Yes of course, as Dave said. Simplist is the '595, get 8 outputs from 2 control lines. Ubiquitous in the arduino world... https://www.sparkfun.com/products/13699 On Wed, May 25, 2016 at 3:16 PM, Chris Fala via vcf-midatlantic < vcf-midatlantic@lists.vintagecomputerfederation.org> wrote:
On Wed, May 25, 2016 at 2:56 PM, Dan Roganti via vcf-midatlantic < vcf-midatlantic@lists.vintagecomputerfederation.org> wrote:
On Wed, May 25, 2016 at 1:47 PM, Chris Fala via vcf-midatlantic < vcf-midatlantic@lists.vintagecomputerfederation.org> wrote:
On Wed, May 25, 2016 at 12:58 PM, Dan Roganti via vcf-midatlantic < vcf-midatlantic@lists.vintagecomputerfederation.org> wrote:
On Wed, May 25, 2016 at 12:31 PM, Chris Fala via vcf-midatlantic < vcf-midatlantic@lists.vintagecomputerfederation.org> wrote:
Would this help?
almost, that one has 6 outputs you need one with 10 outputs
Thought the C64 user port only had an 8-bit port. Where are the other two connected? The VIC has a few of the joystick port connected to the user port, but not sure what other outputs you can get out of the C64.

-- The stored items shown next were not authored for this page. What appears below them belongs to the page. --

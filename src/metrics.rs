use serde::Serialize;
use std::sync::atomic::{AtomicU64, Ordering};
use std::sync::Arc;
use std::time::Instant;

/// Counters for the mapping layer, shared by the manager and the HTTP surface.
#[derive(Clone)]
pub struct Metrics {
    pub lookups: Arc<AtomicU64>,
    pub cache_hits: Arc<AtomicU64>,
    pub cache_misses: Arc<AtomicU64>,
    pub cache_errors: Arc<AtomicU64>,
    pub store_reads: Arc<AtomicU64>,
    pub mappings_created: Arc<AtomicU64>,
    pub mappings_updated: Arc<AtomicU64>,
    pub bulk_items_failed: Arc<AtomicU64>,
    pub cleanup_runs: Arc<AtomicU64>,
    pub cleanup_failures: Arc<AtomicU64>,
    pub mappings_deleted: Arc<AtomicU64>,
    pub start_time: Instant,
}

impl Metrics {
    pub fn new() -> Self {
        Self {
            lookups: Arc::new(AtomicU64::new(0)),
            cache_hits: Arc::new(AtomicU64::new(0)),
            cache_misses: Arc::new(AtomicU64::new(0)),
            cache_errors: Arc::new(AtomicU64::new(0)),
            store_reads: Arc::new(AtomicU64::new(0)),
            mappings_created: Arc::new(AtomicU64::new(0)),
            mappings_updated: Arc::new(AtomicU64::new(0)),
            bulk_items_failed: Arc::new(AtomicU64::new(0)),
            cleanup_runs: Arc::new(AtomicU64::new(0)),
            cleanup_failures: Arc::new(AtomicU64::new(0)),
            mappings_deleted: Arc::new(AtomicU64::new(0)),
            start_time: Instant::now(),
        }
    }

    pub fn inc_lookups(&self) {
        self.lookups.fetch_add(1, Ordering::Relaxed);
    }

    pub fn inc_cache_hits(&self) {
        self.cache_hits.fetch_add(1, Ordering::Relaxed);
    }

    pub fn inc_cache_misses(&self) {
        self.cache_misses.fetch_add(1, Ordering::Relaxed);
    }

    pub fn inc_cache_errors(&self) {
        self.cache_errors.fetch_add(1, Ordering::Relaxed);
    }

    pub fn inc_store_reads(&self) {
        self.store_reads.fetch_add(1, Ordering::Relaxed);
    }

    pub fn inc_created(&self) {
        self.mappings_created.fetch_add(1, Ordering::Relaxed);
    }

    pub fn inc_updated(&self) {
        self.mappings_updated.fetch_add(1, Ordering::Relaxed);
    }

    pub fn add_bulk_failures(&self, count: u64) {
        self.bulk_items_failed.fetch_add(count, Ordering::Relaxed);
    }

    pub fn inc_cleanup_runs(&self) {
        self.cleanup_runs.fetch_add(1, Ordering::Relaxed);
    }

    pub fn add_cleanup_failures(&self, count: u64) {
        self.cleanup_failures.fetch_add(count, Ordering::Relaxed);
    }

    pub fn add_deleted(&self, count: u64) {
        self.mappings_deleted.fetch_add(count, Ordering::Relaxed);
    }

    pub fn get_snapshot(&self) -> MetricsSnapshot {
        MetricsSnapshot {
            lookups: self.lookups.load(Ordering::Relaxed),
            cache_hits: self.cache_hits.load(Ordering::Relaxed),
            cache_misses: self.cache_misses.load(Ordering::Relaxed),
            cache_errors: self.cache_errors.load(Ordering::Relaxed),
            store_reads: self.store_reads.load(Ordering::Relaxed),
            mappings_created: self.mappings_created.load(Ordering::Relaxed),
            mappings_updated: self.mappings_updated.load(Ordering::Relaxed),
            bulk_items_failed: self.bulk_items_failed.load(Ordering::Relaxed),
            cleanup_runs: self.cleanup_runs.load(Ordering::Relaxed),
            cleanup_failures: self.cleanup_failures.load(Ordering::Relaxed),
            mappings_deleted: self.mappings_deleted.load(Ordering::Relaxed),
            uptime_seconds: self.start_time.elapsed().as_secs(),
        }
    }
}

impl Default for Metrics {
    fn default() -> Self {
        Self::new()
    }
}

#[derive(Debug, Serialize)]
pub struct MetricsSnapshot {
    pub lookups: u64,
    pub cache_hits: u64,
    pub cache_misses: u64,
    pub cache_errors: u64,
    pub store_reads: u64,
    pub mappings_created: u64,
    pub mappings_updated: u64,
    pub bulk_items_failed: u64,
    pub cleanup_runs: u64,
    pub cleanup_failures: u64,
    pub mappings_deleted: u64,
    pub uptime_seconds: u64,
}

The C64 cartridge board used a cmos 4028, 4bit BCD decoder [Binary Coded Decimal] which has 10 outputs. Even though the interface uses a 4bit binary number, the 4028 only converts the first 10 numbers, 0-9 This in turn drives each motor arranged in a bridge circuit inside the arm. There are 5 motors in the arm = base, shoulder, elbow, wrist, and gripper Each pair of outputs drive one motor The bridge circuit is wired for each motor with a split bipolar power supply using batteries, B+, Gnd, and B- Only one output on the 4028 is allowed to turn on As there is no protection against faulty data switching on both signals and causing a meltdown inside the arm Dan
OK. So only one output can be on at any one time with this setup? Kind of a 74141 without the high voltage?
Funny thing, I Googled 4028 without any other text and the datasheet was the first search result.